The company is gearing up for anticipated approvals for several products. Biogen recently received accelerated approval for Qalsody (tofersen) for superoxide dismutase 1 (SOD1) ALS and traditional approval for zuranolone to treat postpartum depression. Another interesting Biogen candidate, Tofidence, a tocilizumab biosimilar, received FDA approval in September 2023.

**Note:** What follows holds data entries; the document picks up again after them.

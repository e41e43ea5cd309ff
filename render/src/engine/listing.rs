//! Annotated text listings: peek, disasm and weblist

use regex::Regex;
use sightline_shared::utils::measurement::percentage;
use sightline_shared::{Frame, Graph, Node};
use std::collections::{HashMap, HashSet};
use std::path::Path;

use super::graph::{build_graph, Selected};
use crate::config::EffectiveConfig;
use crate::error::ReportError;
use crate::report::ValueFormat;

const PEEK_RULE: &str =
    "----------------------------------------------------------+-------------";

fn value_or_dot(value: i64, format: &ValueFormat) -> String {
    if value == 0 {
        ".".to_string()
    } else {
        format.format(value)
    }
}

// ── peek ─────────────────────────────────────────────────────────────────────

fn peek_entry(graph: &Graph, node: &Node, total: i64, format: &ValueFormat) -> String {
    let mut out = String::new();
    for edge in node.in_edges.iter() {
        out += &format!(
            "{:>50} {:>7} |   {}\n",
            format.format(edge.weight),
            percentage(edge.weight, node.cum),
            graph.nodes[edge.src].info.printable_name()
        );
    }
    out += &format!(
        "{:>10} {:>7} {:>10} {:>7} {:>13} | {}\n",
        format.format(node.flat),
        percentage(node.flat, total),
        format.format(node.cum),
        percentage(node.cum, total),
        "",
        node.info.printable_name()
    );
    for edge in node.out_edges.iter() {
        out += &format!(
            "{:>50} {:>7} |   {}\n",
            format.format(edge.weight),
            percentage(edge.weight, node.cum),
            graph.nodes[edge.dest].info.printable_name()
        );
    }
    out += PEEK_RULE;
    out.push('\n');
    out
}

/// Callers and callees of every node matching `re`.
pub(crate) fn peek(
    samples: &[Selected<'_>],
    re: &Regex,
    cfg: &EffectiveConfig,
    total: i64,
    format: &ValueFormat,
) -> Result<Vec<String>, ReportError> {
    let graph = build_graph(samples, cfg.granularity, false, cfg.mean);
    let mut entries: Vec<String> = graph
        .nodes
        .iter()
        .filter(|n| re.is_match(&n.info.printable_name()))
        .map(|n| peek_entry(&graph, n, total, format))
        .collect();
    if entries.is_empty() {
        return Err(ReportError::NoMatches(re.as_str().to_string()));
    }
    let header = format!(
        "{rule}\n{:>10} {:>7} {:>10} {:>7} {:>13} + context\n{rule}\n",
        "flat",
        "flat%",
        "cum",
        "cum%",
        "calls calls%",
        rule = PEEK_RULE
    );
    entries.insert(0, header);
    Ok(entries)
}

// ── disasm / weblist ─────────────────────────────────────────────────────────

#[derive(Default)]
struct Row {
    flat: i64,
    cum: i64,
}

struct Routine {
    name: String,
    file: Option<String>,
    flat: i64,
    cum: i64,
    rows: HashMap<u64, Row>,
}

/// Per-function totals keyed by `key` (address or line), in first-seen
/// function order.
fn collect_routines<K>(samples: &[Selected<'_>], re: &Regex, key: K) -> Vec<Routine>
where
    K: Fn(&Frame) -> Option<u64>,
{
    let mut routines: Vec<Routine> = Vec::new();
    let mut index: HashMap<(String, Option<String>), usize> = HashMap::new();

    for sample in samples {
        let mut seen_routines = HashSet::new();
        let mut seen_rows = HashSet::new();
        for (depth, frame) in sample.frames.iter().enumerate() {
            let Some(function) = frame.function.as_deref() else {
                continue;
            };
            if !re.is_match(function) {
                continue;
            }
            let Some(k) = key(frame) else { continue };
            let routine_key = (function.to_string(), frame.file.clone());
            let r = *index.entry(routine_key).or_insert_with(|| {
                routines.push(Routine {
                    name: function.to_string(),
                    file: frame.file.clone(),
                    flat: 0,
                    cum: 0,
                    rows: HashMap::new(),
                });
                routines.len() - 1
            });
            let routine = &mut routines[r];
            let leaf = depth == 0;
            if seen_routines.insert(r) {
                routine.cum = routine.cum.saturating_add(sample.value);
            }
            if leaf {
                routine.flat = routine.flat.saturating_add(sample.value);
            }
            let row = routine.rows.entry(k).or_default();
            if seen_rows.insert((r, k)) {
                row.cum = row.cum.saturating_add(sample.value);
            }
            if leaf {
                row.flat = row.flat.saturating_add(sample.value);
            }
        }
    }
    routines
}

fn routine_header(title: String, routine: &Routine, total: i64, format: &ValueFormat) -> String {
    format!(
        "ROUTINE ======================== {}\n{:>10} {:>10} (flat, cum) {} of Total\n",
        title,
        format.format(routine.flat),
        format.format(routine.cum),
        percentage(routine.cum, total).trim()
    )
}

fn sorted_rows(routine: &Routine) -> Vec<(u64, &Row)> {
    let mut rows: Vec<(u64, &Row)> = routine.rows.iter().map(|(&k, r)| (k, r)).collect();
    rows.sort_by_key(|(k, _)| *k);
    rows
}

/// Sampled addresses of every function matching `re`.
pub(crate) fn disasm(
    samples: &[Selected<'_>],
    re: &Regex,
    total: i64,
    format: &ValueFormat,
) -> Result<Vec<String>, ReportError> {
    let routines = collect_routines(samples, re, |f| Some(f.address));
    if routines.is_empty() {
        return Err(ReportError::NoMatches(re.as_str().to_string()));
    }
    Ok(routines
        .iter()
        .map(|routine| {
            let mut out = routine_header(routine.name.clone(), routine, total, format);
            for (address, row) in sorted_rows(routine) {
                out += &format!(
                    "{:>10} {:>10} {:>16x}\n",
                    value_or_dot(row.flat, format),
                    value_or_dot(row.cum, format),
                    address
                );
            }
            out
        })
        .collect())
}

/// Source lines of `file`, when it can be read.
fn read_source(root: &Path, file: &str) -> Option<Vec<String>> {
    let path = Path::new(file);
    let path = if path.is_relative() {
        root.join(path)
    } else {
        path.to_path_buf()
    };
    std::fs::read_to_string(path)
        .ok()
        .map(|text| text.lines().map(str::to_string).collect())
}

/// Per-line values of every function matching `re`, with source text when
/// the file is readable under `root`.
pub(crate) fn weblist(
    samples: &[Selected<'_>],
    re: &Regex,
    total: i64,
    format: &ValueFormat,
    root: &Path,
) -> Result<Vec<String>, ReportError> {
    let routines = collect_routines(samples, re, |f| f.line.map(u64::from));
    if routines.is_empty() {
        return Err(ReportError::NoMatches(re.as_str().to_string()));
    }

    let mut sources: HashMap<String, Option<Vec<String>>> = HashMap::new();
    Ok(routines
        .iter()
        .map(|routine| {
            let file = routine.file.as_deref().unwrap_or("<unknown>");
            let title = format!("{} in {}", routine.name, file);
            let mut out = routine_header(title, routine, total, format);
            let source = sources
                .entry(file.to_string())
                .or_insert_with(|| read_source(root, file));
            for (line, row) in sorted_rows(routine) {
                let text = source
                    .as_ref()
                    .and_then(|lines| lines.get((line as usize).wrapping_sub(1)))
                    .map(String::as_str)
                    .unwrap_or("");
                out += &format!(
                    "{:>10} {:>10} {:>5}: {}\n",
                    value_or_dot(row.flat, format),
                    value_or_dot(row.cum, format),
                    line,
                    text
                );
            }
            out
        })
        .collect())
}

#[cfg(test)]
mod tests {
    use super::*;

    fn frame(function: &str, address: u64, line: u32) -> Frame {
        Frame {
            address,
            function: Some(function.to_string()),
            file: Some("lib.rs".to_string()),
            line: Some(line),
            module: None,
            inlined: false,
        }
    }

    fn format() -> ValueFormat {
        ValueFormat {
            unit: "count".into(),
            mean: false,
        }
    }

    #[test]
    fn test_disasm_groups_addresses() {
        let stacks = [
            vec![frame("work", 0x20, 3), frame("main", 0x10, 1)],
            vec![frame("work", 0x24, 4), frame("main", 0x10, 1)],
            vec![frame("work", 0x20, 3), frame("main", 0x10, 1)],
        ];
        let samples: Vec<Selected<'_>> = stacks
            .iter()
            .map(|s| Selected {
                frames: s.iter().collect(),
                value: 1,
                div: 0,
            })
            .collect();
        let re = Regex::new("^work$").unwrap();
        let entries = disasm(&samples, &re, 3, &format()).unwrap();
        assert_eq!(entries.len(), 1);
        let lines: Vec<&str> = entries[0].lines().collect();
        assert_eq!(lines[0], "ROUTINE ======================== work");
        assert_eq!(lines[1], "         3          3 (flat, cum) 100% of Total");
        assert_eq!(lines[2], "         2          2               20");
        assert_eq!(lines[3], "         1          1               24");
    }

    #[test]
    fn test_weblist_reads_source() {
        let dir = tempfile::tempdir().unwrap();
        std::fs::write(dir.path().join("lib.rs"), "fn main() {\n    work();\n}\n").unwrap();
        let stack = vec![frame("main", 0x10, 2)];
        let samples = vec![Selected {
            frames: stack.iter().collect(),
            value: 5,
            div: 0,
        }];
        let re = Regex::new("main").unwrap();
        let entries = weblist(&samples, &re, 5, &format(), dir.path()).unwrap();
        assert!(entries[0].starts_with("ROUTINE ======================== main in lib.rs\n"));
        assert!(entries[0].contains("         5          5     2:     work();\n"));
    }

    #[test]
    fn test_peek_lists_context() {
        let stacks = [
            vec![frame("b", 0, 1), frame("a", 0, 1)],
            vec![frame("c", 0, 1), frame("b", 0, 1)],
        ];
        let samples: Vec<Selected<'_>> = stacks
            .iter()
            .map(|s| Selected {
                frames: s.iter().collect(),
                value: 1,
                div: 0,
            })
            .collect();
        let re = Regex::new("^b$").unwrap();
        let entries = peek(&samples, &re, &EffectiveConfig::default(), 2, &format()).unwrap();
        assert_eq!(entries.len(), 2);
        let body: Vec<&str> = entries[1].lines().collect();
        assert!(body[0].ends_with("|   a"));
        assert!(body[1].ends_with("| b"));
        assert!(body[2].ends_with("|   c"));
    }

    #[test]
    fn test_no_matches() {
        let re = Regex::new("x").unwrap();
        assert!(matches!(
            disasm(&[], &re, 0, &format()),
            Err(ReportError::NoMatches(_))
        ));
    }
}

Additionally, Biogen completed the acquisition of Reata Pharmaceuticals in 2023, enhancing its rare disease portfolio with Skyclarys (omaveloxolone), the first FDA-approved treatment for Friedreich’s Ataxia in the U.S. This move strengthens Biogen’s position in the rare disease market, adding valuable assets to its portfolio. Biogen could be able to capitalize on this asset as Skyclaris received approval from the European Commission earlier this week.
What does the future hold for Biogen?
In a move to revitalize its growth trajectory, Biogen announced a substantial reduction in its workforce, aiming to cut about 1,000 jobs, which accounts for 11% of its global workforce. This decision is part of a broader strategy to reduce costs and reallocate resources towards more promising areas of its portfolio, particularly focusing on the launch of its recently approved Alzheimer’s drug, Leqembi. This cost-cutting measure is seen as a response to the slumping sales of its MS treatment, Tecfidera, due to competition from cheaper generic alternatives, and the uncertain future of its SMA drug, Spinraza, amidst intense competition.
Biogen’s CEO, Christopher Viehbacher, emphasized the necessity of these changes to align the company’s cost base with its current reality, reflecting the shift in its product fortunes and the competitive pressures it faces. The company has set a goal to reinvest approximately $300 million from the cost savings into drug launches and research and development efforts, aiming to achieve a net reduction of about $700 million in operating expenses by 2025. This strategic pivot underscores Biogen’s commitment to focusing on high-growth areas, including the advancement of its Alzheimer’s disease portfolio, while also exploring opportunities across rare diseases, immunology, and neuropsychiatry.
Biogen’s efforts to streamline its operations and focus on key growth drivers reflect a broader industry trend of biopharmaceutical companies realigning their strategies to adapt to changing market dynamics, regulatory challenges, and the evolving needs of patients. The company’s current pipeline and cash reserves position it to be selective in pursuing strategic deals that align with its core areas of focus.